**DATA EXTRACTS**.
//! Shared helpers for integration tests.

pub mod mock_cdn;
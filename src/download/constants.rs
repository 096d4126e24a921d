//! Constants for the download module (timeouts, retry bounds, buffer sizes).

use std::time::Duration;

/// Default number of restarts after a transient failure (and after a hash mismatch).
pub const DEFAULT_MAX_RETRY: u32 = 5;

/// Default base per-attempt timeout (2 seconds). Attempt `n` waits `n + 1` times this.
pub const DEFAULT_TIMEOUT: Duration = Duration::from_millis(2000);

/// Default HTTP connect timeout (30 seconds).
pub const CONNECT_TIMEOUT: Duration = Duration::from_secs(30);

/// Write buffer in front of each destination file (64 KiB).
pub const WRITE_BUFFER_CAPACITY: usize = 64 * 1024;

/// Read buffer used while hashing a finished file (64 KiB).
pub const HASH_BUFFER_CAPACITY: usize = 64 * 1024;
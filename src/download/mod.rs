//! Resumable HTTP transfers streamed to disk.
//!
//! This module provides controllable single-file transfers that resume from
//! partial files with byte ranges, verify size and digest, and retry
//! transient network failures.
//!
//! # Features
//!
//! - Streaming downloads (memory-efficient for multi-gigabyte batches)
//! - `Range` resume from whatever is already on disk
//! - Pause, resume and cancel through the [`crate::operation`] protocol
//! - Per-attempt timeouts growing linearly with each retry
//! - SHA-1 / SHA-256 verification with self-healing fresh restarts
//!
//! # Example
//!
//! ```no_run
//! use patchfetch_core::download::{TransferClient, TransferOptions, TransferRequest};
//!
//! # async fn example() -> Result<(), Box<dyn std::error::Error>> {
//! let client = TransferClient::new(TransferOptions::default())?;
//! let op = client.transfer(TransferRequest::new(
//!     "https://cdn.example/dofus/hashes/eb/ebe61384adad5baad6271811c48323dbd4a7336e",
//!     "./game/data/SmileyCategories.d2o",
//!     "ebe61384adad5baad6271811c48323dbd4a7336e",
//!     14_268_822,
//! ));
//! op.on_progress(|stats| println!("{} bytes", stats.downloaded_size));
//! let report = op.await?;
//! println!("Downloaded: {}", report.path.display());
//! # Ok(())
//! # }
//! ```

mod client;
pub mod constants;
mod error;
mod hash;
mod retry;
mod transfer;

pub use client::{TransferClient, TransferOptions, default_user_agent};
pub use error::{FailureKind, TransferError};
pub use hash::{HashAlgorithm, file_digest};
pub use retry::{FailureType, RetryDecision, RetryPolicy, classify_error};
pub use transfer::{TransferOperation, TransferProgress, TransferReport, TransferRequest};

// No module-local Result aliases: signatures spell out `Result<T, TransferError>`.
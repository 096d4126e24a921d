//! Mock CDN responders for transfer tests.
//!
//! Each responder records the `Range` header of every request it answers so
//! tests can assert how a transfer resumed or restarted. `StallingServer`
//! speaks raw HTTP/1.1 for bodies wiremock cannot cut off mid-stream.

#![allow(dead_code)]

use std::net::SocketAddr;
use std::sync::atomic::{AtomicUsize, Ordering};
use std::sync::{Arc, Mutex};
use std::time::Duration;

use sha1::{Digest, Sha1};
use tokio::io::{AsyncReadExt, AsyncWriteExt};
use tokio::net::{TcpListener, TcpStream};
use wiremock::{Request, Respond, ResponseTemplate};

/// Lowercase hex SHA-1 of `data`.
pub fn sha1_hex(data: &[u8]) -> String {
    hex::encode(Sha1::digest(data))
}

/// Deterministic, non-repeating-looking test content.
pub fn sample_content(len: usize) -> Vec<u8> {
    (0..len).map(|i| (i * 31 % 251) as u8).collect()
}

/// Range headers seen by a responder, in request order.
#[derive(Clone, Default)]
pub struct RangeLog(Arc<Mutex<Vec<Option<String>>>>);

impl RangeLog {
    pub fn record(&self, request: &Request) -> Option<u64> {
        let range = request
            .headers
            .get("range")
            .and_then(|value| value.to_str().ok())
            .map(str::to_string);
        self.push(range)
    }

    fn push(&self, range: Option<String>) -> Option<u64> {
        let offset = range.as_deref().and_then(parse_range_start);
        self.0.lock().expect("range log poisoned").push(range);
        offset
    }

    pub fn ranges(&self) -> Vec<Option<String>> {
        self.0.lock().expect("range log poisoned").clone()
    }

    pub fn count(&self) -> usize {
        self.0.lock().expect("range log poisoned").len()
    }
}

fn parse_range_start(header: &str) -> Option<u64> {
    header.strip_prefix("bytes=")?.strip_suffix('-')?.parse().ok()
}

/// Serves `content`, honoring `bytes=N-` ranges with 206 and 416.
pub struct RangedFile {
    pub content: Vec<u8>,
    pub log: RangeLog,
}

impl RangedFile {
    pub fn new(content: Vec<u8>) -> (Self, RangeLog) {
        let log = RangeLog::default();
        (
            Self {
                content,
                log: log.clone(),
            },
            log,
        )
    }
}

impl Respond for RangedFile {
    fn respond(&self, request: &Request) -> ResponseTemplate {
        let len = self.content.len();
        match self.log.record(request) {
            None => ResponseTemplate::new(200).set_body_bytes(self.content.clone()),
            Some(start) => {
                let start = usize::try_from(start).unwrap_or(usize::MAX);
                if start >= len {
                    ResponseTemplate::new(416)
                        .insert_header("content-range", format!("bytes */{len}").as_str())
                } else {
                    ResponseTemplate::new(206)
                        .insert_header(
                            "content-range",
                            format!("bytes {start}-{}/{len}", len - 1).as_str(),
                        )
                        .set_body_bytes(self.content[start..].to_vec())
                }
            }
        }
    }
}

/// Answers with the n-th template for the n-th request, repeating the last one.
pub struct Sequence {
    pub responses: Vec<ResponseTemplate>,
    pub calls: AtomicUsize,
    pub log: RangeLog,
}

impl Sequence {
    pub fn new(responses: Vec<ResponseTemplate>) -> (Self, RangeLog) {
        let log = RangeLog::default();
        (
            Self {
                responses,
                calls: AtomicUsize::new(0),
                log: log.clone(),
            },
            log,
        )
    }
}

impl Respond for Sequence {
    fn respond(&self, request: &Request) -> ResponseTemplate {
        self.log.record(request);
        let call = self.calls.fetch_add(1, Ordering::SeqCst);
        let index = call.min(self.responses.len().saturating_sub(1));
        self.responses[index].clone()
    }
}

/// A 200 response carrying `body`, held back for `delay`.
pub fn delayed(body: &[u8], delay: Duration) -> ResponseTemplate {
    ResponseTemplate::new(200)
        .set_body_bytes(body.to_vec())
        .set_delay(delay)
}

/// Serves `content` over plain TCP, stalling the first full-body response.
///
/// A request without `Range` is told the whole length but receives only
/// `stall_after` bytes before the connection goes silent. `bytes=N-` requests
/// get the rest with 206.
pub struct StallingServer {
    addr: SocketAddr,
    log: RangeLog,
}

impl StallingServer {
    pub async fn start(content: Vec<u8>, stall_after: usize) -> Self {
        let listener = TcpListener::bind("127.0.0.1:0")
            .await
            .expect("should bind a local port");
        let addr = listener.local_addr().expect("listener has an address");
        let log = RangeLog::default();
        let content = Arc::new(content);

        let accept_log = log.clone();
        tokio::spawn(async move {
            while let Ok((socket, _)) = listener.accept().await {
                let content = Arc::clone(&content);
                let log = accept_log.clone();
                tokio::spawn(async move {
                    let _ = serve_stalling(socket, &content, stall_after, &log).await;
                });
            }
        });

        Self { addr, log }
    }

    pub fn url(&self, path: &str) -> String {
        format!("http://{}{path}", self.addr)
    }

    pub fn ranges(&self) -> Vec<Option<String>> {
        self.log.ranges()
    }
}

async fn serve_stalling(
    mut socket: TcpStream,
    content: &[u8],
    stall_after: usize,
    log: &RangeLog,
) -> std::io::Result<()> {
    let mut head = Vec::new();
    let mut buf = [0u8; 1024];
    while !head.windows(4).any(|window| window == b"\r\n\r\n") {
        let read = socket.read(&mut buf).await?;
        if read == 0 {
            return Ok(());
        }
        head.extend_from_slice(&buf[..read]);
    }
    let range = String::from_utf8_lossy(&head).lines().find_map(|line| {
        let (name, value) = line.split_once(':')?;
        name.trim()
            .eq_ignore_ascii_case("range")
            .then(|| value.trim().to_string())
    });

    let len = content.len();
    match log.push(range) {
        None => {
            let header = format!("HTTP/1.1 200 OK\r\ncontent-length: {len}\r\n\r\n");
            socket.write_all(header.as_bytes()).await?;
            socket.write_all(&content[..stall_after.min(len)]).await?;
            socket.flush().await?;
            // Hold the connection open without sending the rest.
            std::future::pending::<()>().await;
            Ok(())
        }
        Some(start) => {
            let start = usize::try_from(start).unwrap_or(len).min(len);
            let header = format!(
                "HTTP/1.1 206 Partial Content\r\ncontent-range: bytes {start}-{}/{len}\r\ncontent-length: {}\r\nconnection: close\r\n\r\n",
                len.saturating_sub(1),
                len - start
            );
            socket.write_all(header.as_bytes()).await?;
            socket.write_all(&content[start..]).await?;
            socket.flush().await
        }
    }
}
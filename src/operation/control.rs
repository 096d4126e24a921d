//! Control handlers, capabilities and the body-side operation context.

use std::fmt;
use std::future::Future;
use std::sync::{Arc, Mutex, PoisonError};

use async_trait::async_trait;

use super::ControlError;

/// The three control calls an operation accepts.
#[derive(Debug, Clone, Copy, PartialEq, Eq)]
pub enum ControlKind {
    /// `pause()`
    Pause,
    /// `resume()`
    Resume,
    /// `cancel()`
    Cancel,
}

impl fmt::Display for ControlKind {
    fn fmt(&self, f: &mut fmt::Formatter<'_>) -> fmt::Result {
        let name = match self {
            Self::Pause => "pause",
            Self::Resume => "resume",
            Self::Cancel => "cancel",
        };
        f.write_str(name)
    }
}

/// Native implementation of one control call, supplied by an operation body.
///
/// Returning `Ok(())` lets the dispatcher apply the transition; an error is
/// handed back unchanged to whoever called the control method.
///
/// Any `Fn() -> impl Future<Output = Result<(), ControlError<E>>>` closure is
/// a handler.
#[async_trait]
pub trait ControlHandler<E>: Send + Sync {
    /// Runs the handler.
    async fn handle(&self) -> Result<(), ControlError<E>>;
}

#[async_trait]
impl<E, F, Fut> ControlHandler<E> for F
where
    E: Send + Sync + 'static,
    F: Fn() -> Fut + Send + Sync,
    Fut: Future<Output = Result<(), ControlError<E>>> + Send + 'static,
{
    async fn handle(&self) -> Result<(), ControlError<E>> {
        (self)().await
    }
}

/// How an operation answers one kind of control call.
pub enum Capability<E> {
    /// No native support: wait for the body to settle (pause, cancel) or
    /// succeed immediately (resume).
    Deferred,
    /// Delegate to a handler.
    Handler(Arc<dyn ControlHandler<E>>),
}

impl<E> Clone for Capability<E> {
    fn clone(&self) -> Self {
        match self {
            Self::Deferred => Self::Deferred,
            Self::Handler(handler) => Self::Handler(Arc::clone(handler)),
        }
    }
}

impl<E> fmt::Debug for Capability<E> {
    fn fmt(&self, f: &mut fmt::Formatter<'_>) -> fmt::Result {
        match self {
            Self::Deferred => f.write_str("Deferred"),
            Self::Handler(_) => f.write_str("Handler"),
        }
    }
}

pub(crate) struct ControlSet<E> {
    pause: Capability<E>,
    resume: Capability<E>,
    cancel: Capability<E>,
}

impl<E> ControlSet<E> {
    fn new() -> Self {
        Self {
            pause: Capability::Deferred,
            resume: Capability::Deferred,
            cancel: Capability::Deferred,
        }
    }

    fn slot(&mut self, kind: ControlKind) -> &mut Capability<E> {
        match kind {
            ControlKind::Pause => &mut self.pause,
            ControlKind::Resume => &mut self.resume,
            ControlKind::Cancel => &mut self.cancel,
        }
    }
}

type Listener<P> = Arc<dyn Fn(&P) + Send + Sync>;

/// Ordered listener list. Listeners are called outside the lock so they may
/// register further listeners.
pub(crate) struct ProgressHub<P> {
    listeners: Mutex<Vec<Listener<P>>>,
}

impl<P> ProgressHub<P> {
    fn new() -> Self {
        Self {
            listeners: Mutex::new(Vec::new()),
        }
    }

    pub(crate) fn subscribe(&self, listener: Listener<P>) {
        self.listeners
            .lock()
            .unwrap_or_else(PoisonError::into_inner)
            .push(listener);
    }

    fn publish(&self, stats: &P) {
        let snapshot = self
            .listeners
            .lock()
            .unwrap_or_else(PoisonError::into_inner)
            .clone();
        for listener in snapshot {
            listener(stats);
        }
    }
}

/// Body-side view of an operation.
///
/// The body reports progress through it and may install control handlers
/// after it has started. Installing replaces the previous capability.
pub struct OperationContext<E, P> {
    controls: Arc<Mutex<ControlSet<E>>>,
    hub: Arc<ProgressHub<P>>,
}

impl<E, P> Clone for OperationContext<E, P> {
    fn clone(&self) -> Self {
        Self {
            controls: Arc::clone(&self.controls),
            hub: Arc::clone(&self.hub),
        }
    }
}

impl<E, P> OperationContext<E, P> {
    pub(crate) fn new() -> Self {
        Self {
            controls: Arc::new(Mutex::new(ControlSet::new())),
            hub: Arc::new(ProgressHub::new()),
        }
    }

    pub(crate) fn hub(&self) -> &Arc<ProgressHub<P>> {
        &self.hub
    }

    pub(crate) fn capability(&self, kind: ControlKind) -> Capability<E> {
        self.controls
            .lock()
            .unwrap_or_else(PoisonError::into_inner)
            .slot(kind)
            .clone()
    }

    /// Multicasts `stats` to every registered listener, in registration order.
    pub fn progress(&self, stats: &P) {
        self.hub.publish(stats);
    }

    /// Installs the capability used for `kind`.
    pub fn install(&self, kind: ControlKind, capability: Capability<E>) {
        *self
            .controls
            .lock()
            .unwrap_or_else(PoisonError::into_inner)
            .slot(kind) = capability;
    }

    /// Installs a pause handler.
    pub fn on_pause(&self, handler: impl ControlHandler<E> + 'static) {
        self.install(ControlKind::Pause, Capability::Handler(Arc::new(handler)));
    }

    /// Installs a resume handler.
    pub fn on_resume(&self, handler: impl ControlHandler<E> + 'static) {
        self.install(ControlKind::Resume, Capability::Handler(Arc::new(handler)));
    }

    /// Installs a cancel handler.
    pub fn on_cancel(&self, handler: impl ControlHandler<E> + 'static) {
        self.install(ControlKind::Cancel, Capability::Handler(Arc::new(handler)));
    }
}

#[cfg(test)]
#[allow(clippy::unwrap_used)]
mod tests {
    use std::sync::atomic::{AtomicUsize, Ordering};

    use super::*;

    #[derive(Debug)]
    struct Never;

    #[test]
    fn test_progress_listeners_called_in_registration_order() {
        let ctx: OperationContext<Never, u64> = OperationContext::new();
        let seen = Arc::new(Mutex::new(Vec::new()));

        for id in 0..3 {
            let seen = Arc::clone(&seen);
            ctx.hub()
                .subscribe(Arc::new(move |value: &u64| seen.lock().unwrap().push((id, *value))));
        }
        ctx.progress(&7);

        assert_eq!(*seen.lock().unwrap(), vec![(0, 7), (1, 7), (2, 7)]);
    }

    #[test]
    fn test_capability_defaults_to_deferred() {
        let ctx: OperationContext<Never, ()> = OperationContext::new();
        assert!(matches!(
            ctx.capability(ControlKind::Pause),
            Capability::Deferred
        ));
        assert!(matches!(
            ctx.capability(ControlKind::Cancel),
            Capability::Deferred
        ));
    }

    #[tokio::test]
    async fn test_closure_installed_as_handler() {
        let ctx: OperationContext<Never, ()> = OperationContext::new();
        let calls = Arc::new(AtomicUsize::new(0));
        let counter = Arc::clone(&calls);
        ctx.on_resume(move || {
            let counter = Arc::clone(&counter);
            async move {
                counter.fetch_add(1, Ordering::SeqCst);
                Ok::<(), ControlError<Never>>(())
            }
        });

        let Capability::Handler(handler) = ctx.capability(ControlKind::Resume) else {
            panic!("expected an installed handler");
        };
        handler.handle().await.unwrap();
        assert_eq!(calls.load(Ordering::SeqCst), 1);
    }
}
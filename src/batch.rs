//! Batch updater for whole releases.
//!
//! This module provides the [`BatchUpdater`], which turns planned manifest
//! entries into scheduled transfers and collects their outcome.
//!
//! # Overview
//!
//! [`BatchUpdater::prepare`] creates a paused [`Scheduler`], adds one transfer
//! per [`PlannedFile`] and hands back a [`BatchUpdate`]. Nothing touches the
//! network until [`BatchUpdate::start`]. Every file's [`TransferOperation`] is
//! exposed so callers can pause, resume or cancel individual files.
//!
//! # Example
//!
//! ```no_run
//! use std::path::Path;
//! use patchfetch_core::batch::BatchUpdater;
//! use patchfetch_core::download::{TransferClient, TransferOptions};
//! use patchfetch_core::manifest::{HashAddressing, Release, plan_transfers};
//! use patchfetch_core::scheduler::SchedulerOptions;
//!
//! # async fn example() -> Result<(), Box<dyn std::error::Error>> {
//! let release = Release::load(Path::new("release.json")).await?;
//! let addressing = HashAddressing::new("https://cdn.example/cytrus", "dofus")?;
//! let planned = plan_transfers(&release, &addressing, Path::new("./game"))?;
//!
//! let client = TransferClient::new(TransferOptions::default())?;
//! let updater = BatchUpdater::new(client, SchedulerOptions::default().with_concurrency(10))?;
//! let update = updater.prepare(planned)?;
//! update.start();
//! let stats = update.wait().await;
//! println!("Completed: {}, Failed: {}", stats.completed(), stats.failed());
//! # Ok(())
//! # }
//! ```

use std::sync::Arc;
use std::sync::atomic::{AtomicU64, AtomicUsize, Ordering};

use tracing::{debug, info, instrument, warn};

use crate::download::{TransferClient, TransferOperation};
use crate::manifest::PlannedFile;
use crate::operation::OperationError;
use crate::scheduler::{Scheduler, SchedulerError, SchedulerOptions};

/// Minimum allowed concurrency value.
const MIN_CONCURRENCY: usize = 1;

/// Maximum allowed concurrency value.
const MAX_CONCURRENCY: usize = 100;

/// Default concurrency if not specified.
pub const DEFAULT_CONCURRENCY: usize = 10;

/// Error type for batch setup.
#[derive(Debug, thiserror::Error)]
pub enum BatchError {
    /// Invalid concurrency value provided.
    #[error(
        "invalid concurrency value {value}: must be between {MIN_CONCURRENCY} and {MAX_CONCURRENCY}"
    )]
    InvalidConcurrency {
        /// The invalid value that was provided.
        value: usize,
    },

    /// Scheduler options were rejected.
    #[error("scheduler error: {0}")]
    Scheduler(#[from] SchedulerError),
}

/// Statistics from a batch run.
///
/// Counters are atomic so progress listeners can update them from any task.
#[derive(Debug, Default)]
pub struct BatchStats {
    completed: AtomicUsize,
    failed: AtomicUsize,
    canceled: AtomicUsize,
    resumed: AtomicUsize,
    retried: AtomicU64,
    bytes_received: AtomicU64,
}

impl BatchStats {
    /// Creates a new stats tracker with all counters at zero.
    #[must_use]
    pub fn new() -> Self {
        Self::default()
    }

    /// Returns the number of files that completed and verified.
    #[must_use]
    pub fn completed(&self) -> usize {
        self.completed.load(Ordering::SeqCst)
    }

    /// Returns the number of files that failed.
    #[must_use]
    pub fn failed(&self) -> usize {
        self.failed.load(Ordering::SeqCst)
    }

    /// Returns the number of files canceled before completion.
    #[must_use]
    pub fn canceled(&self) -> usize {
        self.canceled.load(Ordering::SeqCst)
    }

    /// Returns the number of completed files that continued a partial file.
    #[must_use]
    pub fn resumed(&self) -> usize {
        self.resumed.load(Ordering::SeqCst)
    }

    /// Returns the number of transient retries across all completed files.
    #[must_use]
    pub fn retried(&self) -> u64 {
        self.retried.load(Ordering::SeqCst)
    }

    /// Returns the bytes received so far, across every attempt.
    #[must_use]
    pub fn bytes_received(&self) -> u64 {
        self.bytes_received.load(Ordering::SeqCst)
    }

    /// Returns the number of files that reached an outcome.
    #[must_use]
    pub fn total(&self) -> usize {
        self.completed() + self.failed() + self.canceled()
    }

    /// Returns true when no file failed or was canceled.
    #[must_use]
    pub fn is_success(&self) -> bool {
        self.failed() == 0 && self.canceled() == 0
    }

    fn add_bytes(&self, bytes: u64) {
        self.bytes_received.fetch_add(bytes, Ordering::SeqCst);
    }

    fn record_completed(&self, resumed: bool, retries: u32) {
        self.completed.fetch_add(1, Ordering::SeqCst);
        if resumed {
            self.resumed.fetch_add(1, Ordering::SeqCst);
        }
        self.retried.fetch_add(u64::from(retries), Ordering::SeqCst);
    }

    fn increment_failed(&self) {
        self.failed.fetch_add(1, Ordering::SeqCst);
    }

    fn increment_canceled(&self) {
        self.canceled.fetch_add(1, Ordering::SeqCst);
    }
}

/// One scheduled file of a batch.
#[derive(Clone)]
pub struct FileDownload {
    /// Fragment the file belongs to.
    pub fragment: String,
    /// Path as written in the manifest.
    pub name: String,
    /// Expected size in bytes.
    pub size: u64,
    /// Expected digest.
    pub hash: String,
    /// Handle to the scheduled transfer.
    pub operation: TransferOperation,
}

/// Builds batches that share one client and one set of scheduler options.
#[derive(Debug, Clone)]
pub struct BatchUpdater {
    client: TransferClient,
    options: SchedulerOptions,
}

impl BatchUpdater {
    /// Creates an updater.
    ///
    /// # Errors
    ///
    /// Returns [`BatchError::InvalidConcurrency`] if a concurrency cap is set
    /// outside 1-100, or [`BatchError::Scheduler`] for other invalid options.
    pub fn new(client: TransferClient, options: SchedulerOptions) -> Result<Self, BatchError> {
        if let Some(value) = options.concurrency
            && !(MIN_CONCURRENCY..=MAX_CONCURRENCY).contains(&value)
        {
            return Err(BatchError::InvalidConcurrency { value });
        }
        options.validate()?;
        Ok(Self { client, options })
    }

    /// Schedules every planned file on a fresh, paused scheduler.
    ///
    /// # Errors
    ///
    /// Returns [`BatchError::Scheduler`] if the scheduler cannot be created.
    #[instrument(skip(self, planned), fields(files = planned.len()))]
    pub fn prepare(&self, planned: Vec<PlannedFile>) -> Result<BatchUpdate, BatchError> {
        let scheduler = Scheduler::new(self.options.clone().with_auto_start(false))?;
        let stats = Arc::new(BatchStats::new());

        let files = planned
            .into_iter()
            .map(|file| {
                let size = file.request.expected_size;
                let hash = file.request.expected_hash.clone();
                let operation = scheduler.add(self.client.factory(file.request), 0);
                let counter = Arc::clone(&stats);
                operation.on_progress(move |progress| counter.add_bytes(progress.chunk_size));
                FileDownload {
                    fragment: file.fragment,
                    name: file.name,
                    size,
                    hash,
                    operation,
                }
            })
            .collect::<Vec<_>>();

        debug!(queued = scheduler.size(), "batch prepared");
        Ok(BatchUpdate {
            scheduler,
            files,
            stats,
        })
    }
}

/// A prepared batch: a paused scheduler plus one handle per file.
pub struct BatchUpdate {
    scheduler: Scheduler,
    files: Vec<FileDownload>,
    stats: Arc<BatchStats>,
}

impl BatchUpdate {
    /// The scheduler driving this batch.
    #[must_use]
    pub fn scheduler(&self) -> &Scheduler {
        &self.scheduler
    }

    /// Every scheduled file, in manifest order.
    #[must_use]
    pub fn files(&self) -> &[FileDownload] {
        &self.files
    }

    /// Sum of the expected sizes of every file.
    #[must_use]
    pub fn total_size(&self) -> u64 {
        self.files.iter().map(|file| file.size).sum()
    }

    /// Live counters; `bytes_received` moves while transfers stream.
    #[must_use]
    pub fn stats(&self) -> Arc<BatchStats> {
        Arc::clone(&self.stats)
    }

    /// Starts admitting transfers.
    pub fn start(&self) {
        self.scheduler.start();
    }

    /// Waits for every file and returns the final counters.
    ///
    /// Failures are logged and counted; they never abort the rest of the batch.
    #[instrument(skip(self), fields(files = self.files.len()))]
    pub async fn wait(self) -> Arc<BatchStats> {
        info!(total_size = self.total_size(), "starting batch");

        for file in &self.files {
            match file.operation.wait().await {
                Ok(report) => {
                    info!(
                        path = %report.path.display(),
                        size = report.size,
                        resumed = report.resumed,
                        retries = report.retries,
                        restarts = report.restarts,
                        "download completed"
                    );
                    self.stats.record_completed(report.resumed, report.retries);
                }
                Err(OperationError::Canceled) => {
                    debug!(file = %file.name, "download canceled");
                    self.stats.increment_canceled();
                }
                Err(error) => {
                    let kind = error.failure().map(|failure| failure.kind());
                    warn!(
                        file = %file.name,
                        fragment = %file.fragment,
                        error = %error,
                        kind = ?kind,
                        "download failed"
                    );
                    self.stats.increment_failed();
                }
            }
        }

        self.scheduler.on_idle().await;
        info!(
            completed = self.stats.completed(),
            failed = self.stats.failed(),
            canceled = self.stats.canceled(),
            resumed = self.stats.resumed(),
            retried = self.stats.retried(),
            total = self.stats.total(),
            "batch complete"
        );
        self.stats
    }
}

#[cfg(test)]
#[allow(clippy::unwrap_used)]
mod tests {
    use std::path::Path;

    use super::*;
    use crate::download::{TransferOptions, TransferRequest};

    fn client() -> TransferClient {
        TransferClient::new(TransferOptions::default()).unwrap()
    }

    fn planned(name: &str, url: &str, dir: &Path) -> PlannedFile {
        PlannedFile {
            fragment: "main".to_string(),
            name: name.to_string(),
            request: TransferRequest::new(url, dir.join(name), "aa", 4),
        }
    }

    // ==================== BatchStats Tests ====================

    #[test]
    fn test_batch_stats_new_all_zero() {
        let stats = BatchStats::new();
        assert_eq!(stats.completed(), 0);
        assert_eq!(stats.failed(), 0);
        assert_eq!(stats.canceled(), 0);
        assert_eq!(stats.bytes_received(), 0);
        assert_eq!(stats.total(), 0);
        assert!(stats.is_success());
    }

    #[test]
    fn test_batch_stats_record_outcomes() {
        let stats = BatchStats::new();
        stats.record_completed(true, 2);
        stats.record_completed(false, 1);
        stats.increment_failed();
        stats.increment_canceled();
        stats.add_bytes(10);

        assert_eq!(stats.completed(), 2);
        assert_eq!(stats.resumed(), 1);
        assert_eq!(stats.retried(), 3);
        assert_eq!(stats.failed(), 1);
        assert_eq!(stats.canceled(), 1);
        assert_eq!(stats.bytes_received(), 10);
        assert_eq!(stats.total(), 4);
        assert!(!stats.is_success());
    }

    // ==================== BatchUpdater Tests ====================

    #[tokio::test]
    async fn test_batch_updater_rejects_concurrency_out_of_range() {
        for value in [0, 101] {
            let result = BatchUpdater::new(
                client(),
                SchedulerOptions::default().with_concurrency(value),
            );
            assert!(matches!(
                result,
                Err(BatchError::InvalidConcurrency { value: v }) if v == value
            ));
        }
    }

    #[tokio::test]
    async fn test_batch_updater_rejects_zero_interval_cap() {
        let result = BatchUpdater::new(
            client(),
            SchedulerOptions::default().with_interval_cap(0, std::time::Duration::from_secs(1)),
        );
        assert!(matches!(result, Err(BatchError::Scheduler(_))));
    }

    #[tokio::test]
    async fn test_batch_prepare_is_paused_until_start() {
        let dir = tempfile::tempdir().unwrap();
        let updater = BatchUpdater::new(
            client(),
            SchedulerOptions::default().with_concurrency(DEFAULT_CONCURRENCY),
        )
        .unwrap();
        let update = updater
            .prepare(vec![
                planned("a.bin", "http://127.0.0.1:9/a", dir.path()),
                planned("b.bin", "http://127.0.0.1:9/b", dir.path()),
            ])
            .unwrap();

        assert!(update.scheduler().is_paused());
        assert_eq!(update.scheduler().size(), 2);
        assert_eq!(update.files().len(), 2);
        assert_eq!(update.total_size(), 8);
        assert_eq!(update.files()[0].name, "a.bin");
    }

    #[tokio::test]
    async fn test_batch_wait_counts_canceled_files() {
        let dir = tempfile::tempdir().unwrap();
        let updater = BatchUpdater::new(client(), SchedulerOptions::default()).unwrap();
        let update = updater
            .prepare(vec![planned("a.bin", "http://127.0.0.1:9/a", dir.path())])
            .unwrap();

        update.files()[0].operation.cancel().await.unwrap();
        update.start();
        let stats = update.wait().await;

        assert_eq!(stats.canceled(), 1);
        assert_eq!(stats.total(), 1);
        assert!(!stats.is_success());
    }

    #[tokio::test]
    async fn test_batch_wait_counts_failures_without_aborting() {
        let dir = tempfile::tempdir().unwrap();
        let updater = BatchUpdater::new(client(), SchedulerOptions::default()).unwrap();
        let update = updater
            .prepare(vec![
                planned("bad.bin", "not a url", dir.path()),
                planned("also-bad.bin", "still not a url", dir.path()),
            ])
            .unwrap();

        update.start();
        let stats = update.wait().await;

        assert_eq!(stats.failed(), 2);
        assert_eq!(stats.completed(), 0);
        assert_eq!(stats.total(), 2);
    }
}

**WHAT IS REQUIRED**. Out of the records, collect only those lines that contain the string "provided".

**RESPONSE BOX**.
    /// Invalid concurrency value provided.
        /// The invalid value that was provided.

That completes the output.